C’est avec un intérêt presque archéologique que l’on redécouvre aujourd’hui le premier film de Ridley Scott : en 1977, le réalisateur n’avait pas encore signé Alien et Blade Runner, qui lui feront mettre un pied à Hollywood entrer dans les annales de la SF au cinéma. Adaptation d’une nouvelle de Joseph Conrad (également auteur d’Au cœur des ténèbres, livre à l’origine d’Apocalypse Now), le film met en scène la rivalité, complexe et ambiguë, de deux officiers de l’armée française durant les guerres napoléoniennes. On pense bien sûr à Barry Lyndon de Kubrick, sorti deux ans plus tôt, d’autant que comme ce dernier, la principale influence visuelle de Scott se situe du côté de certains courants de la peinture européenne. Et, de fait, visuellement, c’est somptueux, principalement les scènes de duels, réglées au millimètre, et tout particulièrement la séquence finale, située dans un château laissé à l’abandon – belle métaphore d’une Europe laissée en ruines après les guerre napoléoniennes.
 
C’est du côté du scénario que cela pêche : Scott oublie, ou évite, de faire exister ses deux personnages principaux proprement en dehors de la série de joutes qui les opposent. Comme le titre l’indique, ils ne restent de fait que des « duellistes ». Ils ne deviennent jamais beaucoup plus, spécialement le personnage d’Harvey Keitel, jamais montré autrement que comme entêté et assoiffé de sang, et laissé sur le bas-côté de l’intrigue au profit de celui de Keith Carradine (qui n’a jamais vraiment été meilleur par la suite).
 
En réalité, plus pour que ses qualités ou ses défauts intrinsèques, le film vaut surtout parce qu’il contient en germe tout le cinéma de Ridley Scott à venir.

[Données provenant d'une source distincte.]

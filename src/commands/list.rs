//! List posts and tags

use anyhow::Result;
use serde::Serialize;

use crate::config::SiteConfig;
use crate::content::{Html, Post};
use crate::helpers::{format_date, post_path, tag_path};
use crate::Blog;

/// Post as shown in listings, without its body
#[derive(Debug, Serialize)]
pub struct PostEntry<'a> {
    pub slug: &'a str,
    pub title: &'a str,
    pub date: &'a str,
    #[serde(skip_serializing_if = "Option::is_none")]
    pub description: Option<&'a str>,
    pub tags: &'a [String],
    pub path: String,
}

impl<'a> PostEntry<'a> {
    pub fn new(post: &'a Post<Html>, config: &SiteConfig) -> Self {
        Self {
            slug: &post.slug,
            title: post.title(),
            date: &post.frontmatter.date,
            description: post.frontmatter.description.as_deref(),
            tags: post.tags(),
            path: post_path(config, &post.slug),
        }
    }
}

/// One line of a post listing: `date - title [slug]`
pub fn post_line(post: &Post<Html>, config: &SiteConfig) -> String {
    format!(
        "{} - {} [{}]",
        format_date(&post.published, &config.date_format),
        post.title(),
        post.slug
    )
}

/// List site content by type
pub fn run(blog: &Blog, content_type: &str, json: bool) -> Result<()> {
    let registry = blog.load_registry()?;

    match content_type {
        "post" | "posts" => print_posts("Posts", &registry.sorted_by_date(), blog, json),
        "tag" | "tags" => {
            let counts = registry.tag_counts();
            if json {
                println!("{}", serde_json::to_string_pretty(&counts)?);
                return Ok(());
            }
            println!("Tags ({}):", counts.len());
            for (tag, count) in counts {
                println!("  {} ({}) {}", tag, count, tag_path(&blog.config, tag));
            }
            Ok(())
        }
        _ => {
            anyhow::bail!("Unknown type: {}. Available: post, tag", content_type);
        }
    }
}

/// List the landing-page highlights
pub fn featured(blog: &Blog, count: Option<usize>, json: bool) -> Result<()> {
    let registry = blog.load_registry()?;
    let count = count.unwrap_or(blog.config.featured_count);
    print_posts("Featured", &registry.featured(count), blog, json)
}

/// List posts carrying any of `tags`
pub fn filter(blog: &Blog, tags: &[String], json: bool) -> Result<()> {
    let registry = blog.load_registry()?;
    let posts = registry.by_any_tag(tags);
    if posts.is_empty() && !json {
        println!("No posts found with the selected tags.");
        return Ok(());
    }
    print_posts("Posts", &posts, blog, json)
}

fn print_posts(heading: &str, posts: &[&Post<Html>], blog: &Blog, json: bool) -> Result<()> {
    if json {
        let entries: Vec<_> = posts
            .iter()
            .map(|p| PostEntry::new(p, &blog.config))
            .collect();
        println!("{}", serde_json::to_string_pretty(&entries)?);
        return Ok(());
    }

    println!("{} ({}):", heading, posts.len());
    for post in posts {
        println!("  {}", post_line(post, &blog.config));
    }
    Ok(())
}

Il y a au moins deux versants dans la carrière de Scott : d’une part, un cinéma épique, lyrique et violent (veine illustrée par 1492, Gladiator, Kingdom of Heaven ou Exodus) ; d’autre part un cinéma principalement soucieux du visuel, fruit du travail d’un ancien réalisateur de publicités, adepte d’une image léchée, d’une musique d’ambiance et parfois un peu artificiel – veine illustrée par Traquée, Black Rain, Une grande année ou plus récemment Cartel. Tout cela, ou presque, est déjà dans Les Duellistes.

Les Duellistes (The Duellists), Ridley Scott, 1977. Avec : Keith Carradine, Harvey Keitel, Albert Finney, Tom Conti, Cristina Raines.